Another disease that has been used as a weapon of mass destruction is in the new world is smallpox whereby the South American natives contaminated clothing in the 15th century with variola. During the French Indian American war, the commander of the British forces in North America suggested that they use smallpox in diminishing the native Indian population that was hostile to the British. There is substantial evidence of the use of biological agents in the First World War by German (Britannica Educational Publishing, 2011).The program allegedly encompassed the Germans trying to ship cattle and horses that had been inoculated with disease-producing bacteria as anthrax and glanders to the USA as well as other countries.
In the 1710, the Russian troops used plague-infested corpses against the Swedes. In 1939, the Nomonhan incident involved the Japanese poisoning the Soviet water supply via the use of the intestinal typhoid bacteria at the former Mongolia border (Britannica Educational Publishing, 2011). In the year 1978, which involves a Soviet state-sponsored assassination, the Bulgarian exile George Markov, who was living in London, was stabbed with an umbrella that injected him with a tiny pellet that contained the resin (Britannica Educational Publishing, 2011).
The use of genetic engineering has made it possible for biological researchers to develop new weapons that have more effectiveness compared to their natural counterparts. The manufacture of biological weapons is attained via genetically modifying bacterias as well as viruses to withstand antibiotics, with the common models currently being rickettsiae, bacteria, toxins, viruses as well as fungi. Compared to the nuclear weapon programs, biological weapons are considerably cheap to manufacture (Books, LLC, 2011). The purified form of botulinum is roughly three million times more potent compared to sarin, which is a chemical nerve agent.
The spread of biological weapons can be attained in different ways, which can include via the air by aero spray, in that the effectiveness of the biological weapon is dependent on the germs being dispersed as fine particles. The use of explosives is additionally the other strategy used in spreading although the use of an explosive device in delivering and spreading the biological agent is not as effective as the aerosol method. The reason, in this case, is that the agents are destroyed by the blast, which typically leaves less than 5% of the agent with the capability to cause the disease (Books, LLC, 2011). Putting in water or food is the additional strategy although the contamination of a city’s water supplies demands an unrealistically huge amount of the agent along with the introduction into the water after it has passed the regional treatment facility. Absorption through the skin is the additional strategy that is ideal for assassinations although the method is not likely to be used in causing mass casualties.

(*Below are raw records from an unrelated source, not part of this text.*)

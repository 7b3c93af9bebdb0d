use tracing::{info, warn};

use crate::auth::dto::{LoginRequest, LoginResponse, SessionUser};
use crate::auth::jwt::JwtKeys;
use crate::auth::password::{hash_password, verify_password};
use crate::config::AdminSeedConfig;
use crate::error::{ApiError, ApiResult};
use crate::users::repo::UsersRepo;
use crate::users::repo_types::{NewUser, PublicUser, Role};

/// Unknown username and wrong password produce this same message, so the API
/// cannot be used to enumerate usernames.
const INVALID_CREDENTIALS: &str = "invalid credentials";

pub async fn login(
    repo: &dyn UsersRepo,
    keys: &JwtKeys,
    req: LoginRequest,
) -> ApiResult<LoginResponse> {
    if req.username.is_empty() || req.password.is_empty() {
        return Err(ApiError::Validation(
            "username and password are required".into(),
        ));
    }

    let Some(user) = repo.find_by_username(&req.username).await? else {
        warn!(username = %req.username, "login with unknown username");
        return Err(ApiError::Authentication(INVALID_CREDENTIALS.into()));
    };

    if !verify_password(&req.password, &user.password_hash)? {
        warn!(user_id = user.id, "login with invalid password");
        return Err(ApiError::Authentication(INVALID_CREDENTIALS.into()));
    }

    let token = keys.sign(&user)?;
    info!(user_id = user.id, username = %user.username, "user logged in");
    Ok(LoginResponse {
        ok: true,
        token,
        user: SessionUser::from(&user),
    })
}

/// Creates the bootstrap admin account when it does not exist yet. Returns
/// `None` when seeding is disabled (no password configured) and the account
/// is absent. Safe to call any number of times.
pub async fn ensure_admin_seed(
    repo: &dyn UsersRepo,
    seed: &AdminSeedConfig,
) -> ApiResult<Option<PublicUser>> {
    if let Some(existing) = repo.find_by_username(&seed.username).await? {
        return Ok(Some(existing.into()));
    }

    let Some(password) = seed.password.as_deref() else {
        warn!(
            username = %seed.username,
            "ADMIN_PASSWORD not set; skipping admin seed"
        );
        return Ok(None);
    };

    let created = repo
        .create(NewUser {
            username: seed.username.clone(),
            password_hash: hash_password(password)?,
            role: Role::Admin,
        })
        .await?;
    info!(user_id = created.id, username = %created.username, "admin account seeded");
    Ok(Some(created))
}

#[cfg(test)]
mod tests {
    use super::*;
    use crate::users::repo::mem::MemUsers;
    use time::Duration;

    fn keys() -> JwtKeys {
        JwtKeys::new("test-secret", Duration::minutes(120))
    }

    fn seed_cfg(password: Option<&str>) -> AdminSeedConfig {
        AdminSeedConfig {
            username: "admin".into(),
            password: password.map(Into::into),
        }
    }

    async fn seeded_repo() -> MemUsers {
        let repo = MemUsers::default();
        ensure_admin_seed(&repo, &seed_cfg(Some("1234abcd")))
            .await
            .expect("seed")
            .expect("created");
        repo
    }

    #[tokio::test]
    async fn seed_creates_admin_once() {
        let repo = MemUsers::default();
        let first = ensure_admin_seed(&repo, &seed_cfg(Some("1234abcd")))
            .await
            .unwrap()
            .unwrap();
        assert_eq!(first.username, "admin");
        assert_eq!(first.role, Role::Admin);

        let second = ensure_admin_seed(&repo, &seed_cfg(Some("other-pass")))
            .await
            .unwrap()
            .unwrap();
        assert_eq!(second.id, first.id);
        assert_eq!(repo.list().await.unwrap().len(), 1);
    }

    #[tokio::test]
    async fn seed_is_disabled_without_password() {
        let repo = MemUsers::default();
        let seeded = ensure_admin_seed(&repo, &seed_cfg(None)).await.unwrap();
        assert!(seeded.is_none());
        assert!(repo.list().await.unwrap().is_empty());
    }

    #[tokio::test]
    async fn login_returns_claims_matching_stored_record() {
        let repo = seeded_repo().await;
        let keys = keys();
        let res = login(
            &repo,
            &keys,
            LoginRequest {
                username: "admin".into(),
                password: "1234abcd".into(),
            },
        )
        .await
        .expect("login");

        let claims = keys.verify(&res.token).expect("verify");
        let stored = repo.find_by_username("admin").await.unwrap().unwrap();
        assert_eq!(claims.sub, stored.id);
        assert_eq!(claims.username, "admin");
        assert_eq!(claims.role, Role::Admin);
        assert_eq!(claims.exp - claims.iat, 2 * 60 * 60);
        assert_eq!(res.user.id, stored.id);
    }

    #[tokio::test]
    async fn wrong_password_and_unknown_user_yield_identical_message() {
        let repo = seeded_repo().await;
        let keys = keys();

        let wrong_password = login(
            &repo,
            &keys,
            LoginRequest {
                username: "admin".into(),
                password: "nope".into(),
            },
        )
        .await
        .unwrap_err();

        let unknown_user = login(
            &repo,
            &keys,
            LoginRequest {
                username: "ghost".into(),
                password: "nope".into(),
            },
        )
        .await
        .unwrap_err();

        assert_eq!(wrong_password.to_string(), unknown_user.to_string());
        assert!(matches!(wrong_password, ApiError::Authentication(_)));
        assert!(matches!(unknown_user, ApiError::Authentication(_)));
    }

    #[tokio::test]
    async fn empty_fields_are_a_validation_error() {
        let repo = MemUsers::default();
        let err = login(
            &repo,
            &keys(),
            LoginRequest {
                username: "".into(),
                password: "".into(),
            },
        )
        .await
        .unwrap_err();
        assert!(matches!(err, ApiError::Validation(_)));
    }
}
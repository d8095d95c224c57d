//! Response classification
//!
//! Pending is an expected, frequent outcome of polling, so classification
//! returns a tagged value instead of an error.

use twocap_core::{RawResponse, Solution, FALLBACK_COST};

/// Separator between token and cost in a solved response
const COST_SEPARATOR: char = '|';

/// Outcome of a creation or result response
#[derive(Debug, Clone, PartialEq)]
pub enum Classification {
    /// The request succeeded; for result polls, the CAPTCHA is solved
    Ready(Solution),
    /// The task is still being worked on
    Pending,
    /// The server rejected the request
    Error { code: String },
}

impl Classification {
    pub fn is_pending(&self) -> bool {
        matches!(self, Classification::Pending)
    }
}

/// Classify a raw response
///
/// The pending marker wins over the status flag; any other falsy status is an
/// error carrying `request` as its code.
pub fn classify(raw: &RawResponse) -> Classification {
    if raw.is_pending() {
        return Classification::Pending;
    }

    if !raw.status {
        return Classification::Error {
            code: raw.request.clone(),
        };
    }

    Classification::Ready(parse_solution(&raw.request))
}

/// Split `token|cost_millis` into a solution
///
/// A missing or non-integer cost falls back to [`FALLBACK_COST`].
pub fn parse_solution(request: &str) -> Solution {
    let mut parts = request.split(COST_SEPARATOR);
    let token = parts.next().unwrap_or_default().to_string();

    let cost = parts
        .next()
        .and_then(|millis| millis.trim().parse::<i64>().ok())
        .map(|millis| millis as f64 / 1000.0)
        .unwrap_or(FALLBACK_COST);

    Solution { token, cost }
}
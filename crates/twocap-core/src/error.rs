//! Unified error types for twocap

use std::time::Duration;
use thiserror::Error;

/// Unified error type for all twocap operations
#[derive(Error, Debug)]
pub enum CaptchaError {
    // Protocol errors
    #[error("Remote rejection during {operation}: {code}")]
    RemoteRejection {
        operation: &'static str,
        code: String,
    },

    #[error(
        "The execution time exceeded a maximum time of {} seconds",
        .max_wait.as_secs_f64()
    )]
    Timeout { max_wait: Duration },

    #[error("Job {task_id} already finished in state {state}")]
    JobFinished { task_id: String, state: String },

    #[error("Invalid task: {0}")]
    InvalidTask(String),

    // Status page errors
    #[error("2captcha service unavailable: {0}")]
    ServiceUnavailable(String),

    // Delivery errors
    #[error("Transport failure: {0}")]
    Transport(String),

    #[error("Invalid response: {0}")]
    InvalidResponse(String),

    // Configuration errors
    #[error("Configuration error: {0}")]
    Config(String),

    #[error("I/O error: {0}")]
    Io(#[from] std::io::Error),
}

impl CaptchaError {
    /// Protocol-level error code, when the server supplied one
    pub fn remote_code(&self) -> Option<&str> {
        match self {
            CaptchaError::RemoteRejection { code, .. } => Some(code),
            _ => None,
        }
    }
}

/// Result type alias using CaptchaError
pub type Result<T> = std::result::Result<T, CaptchaError>;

The common signs and symptoms of contagion include swelling, bleeding as well as tissue death on the site of the infection. Additional signs include fever, chest pains, cough with mucopurulent sputum and hemoptysis. Nausea, vomiting, diarrhea, abdominal pains, as well as pharyngitis, are the additional symptoms and signs of biological agents (Books, LLC, 2011). The most probable case that warrants the use of biological weapons is on those occasions a country is trying to deter another country from the use of biological weapons. It follows that the best countermeasure a country can use to prevent an attack by an opposing country is via the threat that they are going to use their biological weapons if attacked, thus serving as a deterrent measure.
The best strategies that can be applied in preparing the public for biological attacks is via ensuring that they are well trained in the preparations as well as prevention techniques should such an attack occur. Additionally, the public needs to make aware of the detection and surveillance strategies that they should employ in dealing with the incidents. The diagnosis, as well as characterization procedure of the biological and chemical agents, is additionally a source of information that the public should be made aware (Books, LLC, 2011). The response and communication techniques are the additional areas of training that the public should get access to as a means of preparing for such an attack.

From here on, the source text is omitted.